(EXERCISE AIM)
Write out every entry once more, character for character.

SUPPLIED INFORMATION below:

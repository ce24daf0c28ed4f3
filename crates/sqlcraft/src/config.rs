//! Rendering and logging configuration for built statements.

use crate::statement::{PlaceholderStyle, Statement};
use tracing::Level;

/// Configuration for rendering and logging built statements.
#[derive(Debug, Clone)]
pub struct RenderConfig {
    /// Placeholder style used when rendering a [`Statement`] for a driver.
    pub placeholder: PlaceholderStyle,
    /// Tracing event level built statements are logged at.
    pub log_level: Level,
    /// Truncate logged SQL (in bytes). `None` means no truncation.
    pub max_logged_sql_length: Option<usize>,
}

impl Default for RenderConfig {
    fn default() -> Self {
        Self {
            placeholder: PlaceholderStyle::Question,
            log_level: Level::DEBUG,
            max_logged_sql_length: Some(200),
        }
    }
}

impl RenderConfig {
    /// Create a new configuration with defaults (`?` placeholders, DEBUG, 200 bytes).
    pub fn new() -> Self {
        Self::default()
    }

    /// Set the placeholder style.
    pub fn with_placeholder(mut self, placeholder: PlaceholderStyle) -> Self {
        self.placeholder = placeholder;
        self
    }

    /// Override the tracing event level.
    pub fn with_log_level(mut self, level: Level) -> Self {
        self.log_level = level;
        self
    }

    /// Set maximum SQL length to log.
    pub fn max_logged_sql_length(mut self, len: usize) -> Self {
        self.max_logged_sql_length = Some(len);
        self
    }

    /// Disable SQL truncation in logs.
    pub fn no_truncate(mut self) -> Self {
        self.max_logged_sql_length = None;
        self
    }

    /// Render a statement's text in the configured placeholder style.
    pub fn render(&self, statement: &Statement) -> String {
        statement.to_sql_with(self.placeholder)
    }

    fn truncate_sql(&self, sql: &str) -> String {
        match self.max_logged_sql_length {
            Some(max) if sql.len() > max => format!("{}...", truncate_sql_bytes(sql, max)),
            _ => sql.to_string(),
        }
    }

    pub(crate) fn log_statement(&self, statement: &Statement) {
        /// Dispatch a tracing event at a runtime-determined level.
        macro_rules! emit_at_level {
            ($level:expr, $($field:tt)*) => {
                match $level {
                    Level::ERROR => tracing::error!($($field)*),
                    Level::WARN  => tracing::warn!($($field)*),
                    Level::INFO  => tracing::info!($($field)*),
                    Level::DEBUG => tracing::debug!($($field)*),
                    Level::TRACE => tracing::trace!($($field)*),
                }
            };
        }

        let sql = self.truncate_sql(&self.render(statement));
        emit_at_level!(
            self.log_level,
            target: "sqlcraft.sql",
            param_count = statement.params().len(),
            sql = %sql,
        );
    }
}

/// Cut `sql` to at most `max` bytes on a char boundary.
pub(crate) fn truncate_sql_bytes(sql: &str, max: usize) -> &str {
    if sql.len() <= max {
        return sql;
    }
    let mut end = max;
    while !sql.is_char_boundary(end) {
        end -= 1;
    }
    &sql[..end]
}

#[cfg(test)]
mod tests {
    use super::*;

    #[test]
    fn truncates_on_char_boundary() {
        assert_eq!(truncate_sql_bytes("héllo", 2), "h");
        assert_eq!(truncate_sql_bytes("abc", 10), "abc");
    }

    #[test]
    fn builder_methods() {
        let config = RenderConfig::new()
            .with_placeholder(PlaceholderStyle::Dollar)
            .with_log_level(Level::INFO)
            .no_truncate();
        assert_eq!(config.placeholder, PlaceholderStyle::Dollar);
        assert_eq!(config.log_level, Level::INFO);
        assert_eq!(config.max_logged_sql_length, None);
        assert_eq!(config.truncate_sql("SELECT 1"), "SELECT 1");
        assert_eq!(
            RenderConfig::new().max_logged_sql_length(3).truncate_sql("SELECT 1"),
            "SEL..."
        );
    }
}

End of SUPPLIED INFORMATION.

(FINISHED TASK)
repository ce24daf0c28ed4f3
filename crates/sqlcraft/src/config.rs
//! Rendering and logging configuration for built statements.

use crate::statement::{PlaceholderStyle, Statement};
use tracing::Level;

/// Configuration for rendering and logging built statements.
#[derive(Debug, Clone)]
pub struct RenderConfig {
    /// Placeholder style used when rendering a [`Statement`] for a driver.
    pub placeholder: PlaceholderStyle,
    /// Tracing event level built statements are logged at.
    pub log_level: Level,
    /// Truncate logged SQL (in bytes). `None` means no truncation.
    pub max_logged_sql_length: Option<usize>,
}

impl Default for RenderConfig {
    fn default() -> Self {
        Self {
            placeholder: PlaceholderStyle::Question,
            log_level: Level::DEBUG,
            max_logged_sql_length: Some(200),
        }
    }
}

impl RenderConfig {
    /// Create a new configuration with defaults (`?` placeholders, DEBUG, 200 bytes).
    pub fn new() -> Self {
        Self::default()
    }

    /// Set the placeholder style.
    pub fn with_placeholder(mut self, placeholder: PlaceholderStyle) -> Self {
        self.placeholder = placeholder;
        self
    }

    /// Override the tracing event level.
    pub fn with_log_level(mut self, level: Level) -> Self {
        self.log_level = level;
        self
    }

    /// Set maximum SQL length to log.
    pub fn max_logged_sql_length(mut self, len: usize) -> Self {
        self.max_logged_sql_length = Some(len);
        self
    }

    /// Disable SQL truncation in logs.
    pub fn no_truncate(mut self) -> Self {
        self.max_logged_sql_length = None;
        self
    }

    /// Render a statement's text in the configured placeholder style.
    pub fn render(&self, statement: &Statement) -> String {
        statement.to_sql_with(self.placeholder)
    }

    fn truncate_sql(&self, sql: &str) -> String {
        match self.max_logged_sql_length {
            Some(max) if sql.len() > max => format!("{}...", truncate_sql_bytes(sql, max)),
            _ => sql.to_string(),
        }
    }

    pub(crate) fn log_statement(&self, statement: &Statement) {
        /// Dispatch a tracing event at a runtime-determined level.
        macro_rules! emit_at_level {
            ($level:expr, $($field:tt)*) => {
                match $level {
                    Level::ERROR => tracing::error!($($field)*),
                    Level::WARN  => tracing::warn!($($field)*),
                    Level::INFO  => tracing::info!($($field)*),
                    Level::DEBUG => tracing::debug!($($field)*),
                    Level::TRACE => tracing::trace!($($field)*),
                }
            };
        }

        let sql = self.truncate_sql(&self.render(statement));
        emit_at_level!(
            self.log_level,
            target: "sqlcraft.sql",
            param_count = statement.params().len(),
            sql = %sql,
        );
    }
}

/// Cut `sql` to at most `max` bytes on a char boundary.
pub(crate) fn truncate_sql_bytes(sql: &str, max: usize) -> &str {
    if sql.len() <= max {
        return sql;
    }
    let mut end = max;
    while !sql.is_char_boundary(end) {
        end -= 1;
    }
    &sql[..end]
}

#[cfg(test)]
mod tests {
    use super::*;

    #[test]
    fn truncates_on_char_boundary() {
        assert_eq!(truncate_sql_bytes("héllo", 2), "h");
        assert_eq!(truncate_sql_bytes("abc", 10), "abc");
    }

    #[test]
    fn builder_methods() {
        let config = RenderConfig::new()
            .with_placeholder(PlaceholderStyle::Dollar)
            .with_log_level(Level::INFO)
            .no_truncate();
        assert_eq!(config.placeholder, PlaceholderStyle::Dollar);
        assert_eq!(config.log_level, Level::INFO);
        assert_eq!(config.max_logged_sql_length, None);
        assert_eq!(config.truncate_sql("SELECT 1"), "SELECT 1");
        assert_eq!(
            RenderConfig::new().max_logged_sql_length(3).truncate_sql("SELECT 1"),
            "SEL..."
        );
    }
}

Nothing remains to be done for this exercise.